= Bena Properties =

Bena Properties (Arabic: عقارات بنا ) is the real estate investment and development arm of Cham Holding. Bena Properties is the largest Syrian private real estate company, established in July 2007, with a diverse portfolio consisting of a range of hotels and resorts, master-planned communities, and mixed-use centers with hospitality as the dominant component in its portfolio.

Bena Properties has partnered up with the Syrian government to help develop the local hospitality sector, and aims at becoming the partner-of-choice in hospitality projects for the government as well as regional and international investors.

Bena Properties is already active in four major Syrian cities: Damascus, Aleppo, Latakia and Tartous and is currently developing several projects in prime locations totaling in area approximately 3 million square meters.

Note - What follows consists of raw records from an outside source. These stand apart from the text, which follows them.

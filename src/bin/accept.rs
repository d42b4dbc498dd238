use arbor::board::cozy::Position;
use arbor::config::MAX_HASH_MB;
use arbor::search::eval::{EvalKind, MATE_SCORE};
use arbor::search::root::{Engine, SearchParams};
use clap::Parser;
use indicatif::{ProgressBar, ProgressStyle};
use std::io::{BufRead, BufReader};
use std::path::PathBuf;
use std::time::Instant;

#[derive(Debug, serde::Deserialize)]
struct Rec { fen: String, best: String }

#[derive(Parser, Debug)]
#[command(name = "arbor-accept", about = "Run a JSONL suite of {fen, best} positions")]
struct Args {
    /// JSONL file, one {"fen": ..., "best": ...} per line
    suite: PathBuf,
    #[arg(long, default_value_t = 4)]
    depth: u32,
    #[arg(long, default_value_t = 1)]
    threads: usize,
    #[arg(long, default_value_t = 128)]
    hash_mb: usize,
    #[arg(long, default_value = "pst")]
    eval: EvalKind,
}

fn load_jsonl(path: &PathBuf) -> anyhow::Result<Vec<Rec>> {
    let rdr = BufReader::new(std::fs::File::open(path)?);
    let mut out = Vec::new();
    for line in rdr.lines() {
        let line = line?;
        let l = line.trim();
        if l.is_empty() { continue; }
        out.push(serde_json::from_str(l)?);
    }
    Ok(out)
}

fn main() -> anyhow::Result<()> {
    env_logger::init();
    let args = Args::parse();
    let cases = load_jsonl(&args.suite)?;
    anyhow::ensure!((1..=MAX_HASH_MB).contains(&args.hash_mb), "--hash-mb must be in 1..={MAX_HASH_MB}");
    let engine = Engine::new(args.eval, args.hash_mb, args.threads)?;
    let params = SearchParams { depth: args.depth, threads: args.threads.max(1), ..SearchParams::default() };

    let bar = ProgressBar::new(cases.len() as u64);
    bar.set_style(ProgressStyle::with_template("{bar:40} {pos}/{len} {msg}")?);
    let t0 = Instant::now();
    let mut failures: Vec<String> = Vec::new();
    let mut nodes = 0u64;
    for (i, case) in cases.iter().enumerate() {
        let pos = Position::from_fen(&case.fen)?;
        engine.new_game();
        let r = engine.search(&pos, &params)?;
        nodes += r.nodes;
        let got = r.bestmove.map(|m| pos.move_to_uci(m));
        // Any mating move is accepted.
        if got.as_deref() != Some(case.best.as_str()) && r.score < MATE_SCORE {
            failures.push(format!("idx={} fen={} got={:?} expect={}", i, case.fen, got, case.best));
        }
        bar.set_message(format!("failed {}", failures.len()));
        bar.inc(1);
    }
    bar.finish();
    let secs = t0.elapsed().as_secs_f64();
    println!("summary: cases={} failed={} elapsed={:.3}s nodes={} depth={} threads={}",
        cases.len(), failures.len(), secs, nodes, args.depth, args.threads);
    if !failures.is_empty() {
        eprintln!("failures ({}):\n{}", failures.len(), failures.join("\n"));
        std::process::exit(1);
    }
    Ok(())
}
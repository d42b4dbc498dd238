use criterion::{criterion_group, criterion_main, Criterion, black_box};
use arbor::board::cozy::Position;
use arbor::search::eval::EvalKind;
use arbor::search::root::{Engine, SearchParams};

fn bench_search(c: &mut Criterion) {
    let pos = Position::startpos();
    for threads in [1usize, 4] {
        let engine = Engine::new(EvalKind::Pst, 16, threads).unwrap();
        let p = SearchParams { depth: 4, threads, ..SearchParams::default() };
        c.bench_function(&format!("search_depth_4_startpos_t{threads}"), |ben| {
            ben.iter(|| {
                engine.new_game();
                let r = engine.search(black_box(&pos), &p).unwrap();
                black_box(r.nodes)
            })
        });
    }
}

criterion_group!(benches, bench_search);
criterion_main!(benches);
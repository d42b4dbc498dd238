use std::path::Path;
use serde::{Deserialize, Serialize};
use crate::error::ConfigError;
use crate::search::eval::{EvalKind, MAX_DEPTH};
use crate::search::root::SearchParams;

/// Largest transposition cache accepted from any configuration layer.
pub const MAX_HASH_MB: usize = 16_384;

/// Engine-wide settings. Layered: JSON file, then CLI flags, then UCI
/// `setoption` at runtime.
#[derive(Debug, Clone, PartialEq, Eq, Serialize, Deserialize)]
#[serde(default)]
pub struct EngineConfig {
    pub threads: usize,
    pub hash_mb: usize,
    pub depth: u32,
    pub use_tt: bool,
    pub use_pruning: bool,
    pub eval: EvalKind,
}

impl Default for EngineConfig {
    fn default() -> Self {
        Self {
            threads: std::thread::available_parallelism().map(|n| n.get()).unwrap_or(1),
            hash_mb: 64,
            depth: 5,
            use_tt: true,
            use_pruning: true,
            eval: EvalKind::Pst,
        }
    }
}

impl EngineConfig {
    pub fn load(path: &Path) -> Result<Self, ConfigError> {
        let text = std::fs::read_to_string(path)?;
        let cfg: Self = serde_json::from_str(&text)?;
        cfg.validate()?;
        Ok(cfg)
    }

    pub fn validate(&self) -> Result<(), ConfigError> {
        if self.threads == 0 {
            return Err(ConfigError::Invalid("threads must be at least 1".into()));
        }
        if self.hash_mb == 0 || self.hash_mb > MAX_HASH_MB {
            return Err(ConfigError::Invalid(format!("hash_mb must be in 1..={MAX_HASH_MB}, got {}", self.hash_mb)));
        }
        if self.depth == 0 || self.depth > MAX_DEPTH {
            return Err(ConfigError::Invalid(format!("depth must be in 1..={MAX_DEPTH}, got {}", self.depth)));
        }
        Ok(())
    }

    pub fn search_params(&self) -> SearchParams {
        SearchParams {
            depth: self.depth,
            threads: self.threads,
            movetime: None,
            use_tt: self.use_tt,
            use_pruning: self.use_pruning,
        }
    }
}

#[cfg(test)]
mod tests {
    use super::*;

    #[test]
    fn partial_json_fills_defaults() {
        let cfg: EngineConfig = serde_json::from_str(r#"{"depth": 3, "eval": "material"}"#).unwrap();
        assert_eq!(cfg.depth, 3);
        assert_eq!(cfg.eval, EvalKind::Material);
        assert_eq!(cfg.hash_mb, 64);
        assert!(cfg.use_pruning);
    }

    #[test]
    fn rejects_zero_threads_and_excess_depth() {
        let mut cfg = EngineConfig { threads: 0, ..EngineConfig::default() };
        assert!(cfg.validate().is_err());
        cfg.threads = 2;
        cfg.depth = MAX_DEPTH + 1;
        assert!(cfg.validate().is_err());
        cfg.depth = 4;
        assert!(cfg.validate().is_ok());
        cfg.hash_mb = 0;
        assert!(cfg.validate().is_err());
        cfg.hash_mb = MAX_HASH_MB + 1;
        assert!(cfg.validate().is_err());
    }
}
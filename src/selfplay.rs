use cozy_chess::Color;
use log::debug;
use rand::rngs::SmallRng;
use rand::{Rng, SeedableRng};
use crate::board::cozy::Position;
use crate::board::{Rules, Status};
use crate::error::SearchError;
use crate::search::eval::Evaluator;
use crate::search::root::{Engine, SearchParams};

/// How the side not played by the engine chooses its moves.
#[derive(Clone, Copy, Debug, PartialEq, Eq)]
pub enum Opponent {
    /// Always the first legal move in enumeration order.
    FirstLegal,
    /// Uniformly random legal move from a seeded generator.
    Random(u64),
    /// The engine plays both sides.
    Engine,
}

#[derive(Clone, Copy, Debug, PartialEq, Eq)]
pub enum GameResult {
    WhiteWins,
    BlackWins,
    Draw,
    /// Stopped at the ply cap.
    Unfinished,
}

#[derive(Clone, Debug)]
pub struct SelfPlayParams {
    pub engine_color: Color,
    pub opponent: Opponent,
    pub search: SearchParams,
    pub max_plies: usize,
}

impl Default for SelfPlayParams {
    fn default() -> Self {
        Self { engine_color: Color::White, opponent: Opponent::FirstLegal, search: SearchParams::default(), max_plies: 200 }
    }
}

pub struct GameRecord {
    pub moves: Vec<String>,
    pub result: GameResult,
}

/// Plays one game from `start` until it ends or `max_plies` is reached.
pub fn play_game<E>(engine: &Engine<E>, start: Position, params: &SelfPlayParams) -> Result<GameRecord, SearchError>
where
    E: Evaluator<Position>,
{
    let mut pos = start;
    let mut rng = match params.opponent {
        Opponent::Random(seed) => SmallRng::seed_from_u64(seed),
        _ => SmallRng::seed_from_u64(0),
    };
    let mut record = GameRecord { moves: Vec::new(), result: GameResult::Unfinished };
    while record.moves.len() < params.max_plies && !pos.is_game_over() {
        let engine_turn = params.opponent == Opponent::Engine || pos.side_to_move() == params.engine_color;
        let mv = if engine_turn {
            engine.search(&pos, &params.search)?.bestmove
        } else {
            let moves = pos.legal_moves();
            match params.opponent {
                Opponent::Random(_) if !moves.is_empty() => Some(moves[rng.gen_range(0..moves.len())]),
                _ => moves.first().copied(),
            }
        };
        let Some(mv) = mv else { break };
        let text = pos.move_to_uci(mv);
        debug!("ply {} {}", record.moves.len() + 1, text);
        record.moves.push(text);
        pos.make_move(mv);
    }
    // The cap may land on a finished game.
    record.result = classify(&pos);
    Ok(record)
}

fn classify(pos: &Position) -> GameResult {
    match pos.status() {
        Status::Ongoing => GameResult::Unfinished,
        Status::Checkmate if pos.side_to_move() == Color::White => GameResult::BlackWins,
        Status::Checkmate => GameResult::WhiteWins,
        Status::Stalemate | Status::Draw => GameResult::Draw,
    }
}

Bena properties was sanctioned by the European Union in 2011 because it was "controlled by Rami Makhlouf; provides funding to the Syrian regime."

Following the fall of the Assad regime, the United States revoked it Syria sanctions effective July 1, 2025, moving Bena Properties from the OFAC Syria sanctions list to the new Promoting Accountibility for Assad and Regional Stabilization Sanctions (PAARSS) programme. As of 2025, Bena Properties remains on the UK sanctions list as an asset freeze target under Syria regime sanctions.